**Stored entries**
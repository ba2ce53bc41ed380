/*
 * patch.rs
 * Copyright (c) 2026 citekey contributors
 *
 * Rewriting placeholder elements in an XML part.
 */

//! Rewriting placeholder elements in an XML part.
//!
//! For every placeholder element the patcher runs
//! assemble → decode → resolve → render and appends the rendered citation
//! to the placeholder's visible text. Nothing that goes wrong inside one
//! placeholder affects any other: the problem is recorded as a [`Notice`]
//! and the placeholder is left untouched.

use std::fmt;

use citekey_xml::{ElementPosition, XmlDocument, XmlElement};
use tracing::{debug, info, warn};

use crate::bibliography::BibliographyIndex;
use crate::config::PlaceholderPattern;
use crate::metadata::{PayloadErrorKind, decode_payload};
use crate::payload::assemble_payload;
use crate::render::render_citations;
use crate::resolve::resolve_references;

/// A non-fatal event while processing one placeholder.
#[derive(Debug, Clone, PartialEq, Eq)]
pub struct Notice {
    /// Zero-based ordinal of the placeholder element within the part.
    pub placeholder: usize,
    pub kind: NoticeKind,
}

#[derive(Debug, Clone, PartialEq, Eq)]
pub enum NoticeKind {
    /// The marker was present but nothing followed it.
    EmptyPayload,
    /// The payload was not valid base64.
    DecodeFailure(String),
    /// The decoded metadata did not have the expected shape.
    MetadataShape(String),
    /// A cited title matched no bibliography entry.
    UnresolvedTitle(String),
    /// The placeholder has no visible text node to append to.
    MissingTextNode,
}

impl fmt::Display for Notice {
    fn fmt(&self, f: &mut fmt::Formatter<'_>) -> fmt::Result {
        write!(f, "placeholder {}: ", self.placeholder)?;
        match &self.kind {
            NoticeKind::EmptyPayload => write!(f, "empty payload"),
            NoticeKind::DecodeFailure(message) => {
                write!(f, "could not decode payload: {}", message)
            }
            NoticeKind::MetadataShape(message) => {
                write!(f, "unexpected payload metadata: {}", message)
            }
            NoticeKind::UnresolvedTitle(title) => write!(
                f,
                "no bibliography entry matches '{}' (normalized: {})",
                title,
                crate::normalize::normalize_title(title)
            ),
            NoticeKind::MissingTextNode => write!(f, "no visible text node to append to"),
        }
    }
}

impl Notice {
    fn log(&self) {
        match self.kind {
            NoticeKind::DecodeFailure(_) | NoticeKind::MetadataShape(_) => warn!("{}", self),
            NoticeKind::UnresolvedTitle(_) | NoticeKind::EmptyPayload => info!("{}", self),
            NoticeKind::MissingTextNode => debug!("{}", self),
        }
    }
}

/// Summary of one patcher pass over a part.
#[derive(Debug, Clone, Default, PartialEq, Eq)]
pub struct PatchReport {
    /// Elements matched by the placeholder path.
    pub elements: usize,
    /// Placeholders whose text node received a citation marker.
    pub patched: usize,
    /// References resolved to a citation key, summed over the part.
    pub citations: usize,
    pub notices: Vec<Notice>,
}

impl PatchReport {
    fn notice(&mut self, placeholder: usize, kind: NoticeKind) {
        let notice = Notice { placeholder, kind };
        notice.log();
        self.notices.push(notice);
    }
}

/// Pending text replacement computed for one placeholder.
struct TextPatch {
    target: ElementPosition,
    rendered: String,
}

/// Resolves and rewrites the placeholders of an XML part.
pub struct DocumentPatcher<'a> {
    index: &'a BibliographyIndex,
    pattern: &'a PlaceholderPattern,
}

impl<'a> DocumentPatcher<'a> {
    pub fn new(index: &'a BibliographyIndex, pattern: &'a PlaceholderPattern) -> Self {
        Self { index, pattern }
    }

    /// Process every placeholder of `document` in document order, editing
    /// the tree in place.
    pub fn patch(&self, document: &mut XmlDocument) -> PatchReport {
        let mut report = PatchReport::default();
        let positions = document.root.locate_all(&self.pattern.element);
        report.elements = positions.len();

        for (ordinal, position) in positions.iter().enumerate() {
            let Some(element) = document.root.element_at(position) else {
                continue;
            };
            let Some(patch) = self.prepare(element, position, ordinal, &mut report) else {
                continue;
            };

            if let Some(text_node) = document.root.element_at_mut(&patch.target) {
                let original = text_node.text();
                text_node.set_text(format!("{} {}", original, patch.rendered));
                report.patched += 1;
            }
        }

        report
    }

    fn prepare(
        &self,
        element: &XmlElement,
        position: &ElementPosition,
        ordinal: usize,
        report: &mut PatchReport,
    ) -> Option<TextPatch> {
        let Some(payload) = extract_payload(element, self.pattern) else {
            debug!(placeholder = ordinal, "Element carries no citation payload");
            return None;
        };
        if payload.is_empty() {
            report.notice(ordinal, NoticeKind::EmptyPayload);
            return None;
        }

        let references = match decode_payload(&payload) {
            Ok(references) => references,
            Err(err) => {
                let kind = match err.kind() {
                    PayloadErrorKind::DecodeFailure => NoticeKind::DecodeFailure(err.to_string()),
                    PayloadErrorKind::MetadataShape => NoticeKind::MetadataShape(err.to_string()),
                };
                report.notice(ordinal, kind);
                return None;
            }
        };

        let resolution = resolve_references(&references, self.index);
        report.citations += resolution.resolved;
        for title in resolution.unresolved_titles() {
            report.notice(ordinal, NoticeKind::UnresolvedTitle(title.to_string()));
        }

        let rendered = render_citations(&resolution.citations);
        debug!(placeholder = ordinal, rendered = %rendered, "Rendered citation");

        let Some(text_position) = element.locate(&self.pattern.text_node) else {
            report.notice(ordinal, NoticeKind::MissingTextNode);
            return None;
        };

        Some(TextPatch {
            target: position.join(&text_position),
            rendered,
        })
    }
}

/// Assemble the payload of a placeholder element from its fragments.
pub(crate) fn extract_payload(element: &XmlElement, pattern: &PlaceholderPattern) -> Option<String> {
    let fragments = element
        .find_all(&pattern.fragments)
        .into_iter()
        .map(XmlElement::text);
    assemble_payload(fragments, &pattern.marker)
}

**ASSIGNMENT**
The required answer is the run of lines above, starting at the line with "pub fn patch(&self, document: &mut" and ending at the line with "let Some(patch) = self.prepare(element, position, ordinal, &mut", reproduced exactly with both ends.

**WRITTEN REPLY**
    pub fn patch(&self, document: &mut XmlDocument) -> PatchReport {
        let mut report = PatchReport::default();
        let positions = document.root.locate_all(&self.pattern.element);
        report.elements = positions.len();

        for (ordinal, position) in positions.iter().enumerate() {
            let Some(element) = document.root.element_at(position) else {
                continue;
            };
            let Some(patch) = self.prepare(element, position, ordinal, &mut report) else {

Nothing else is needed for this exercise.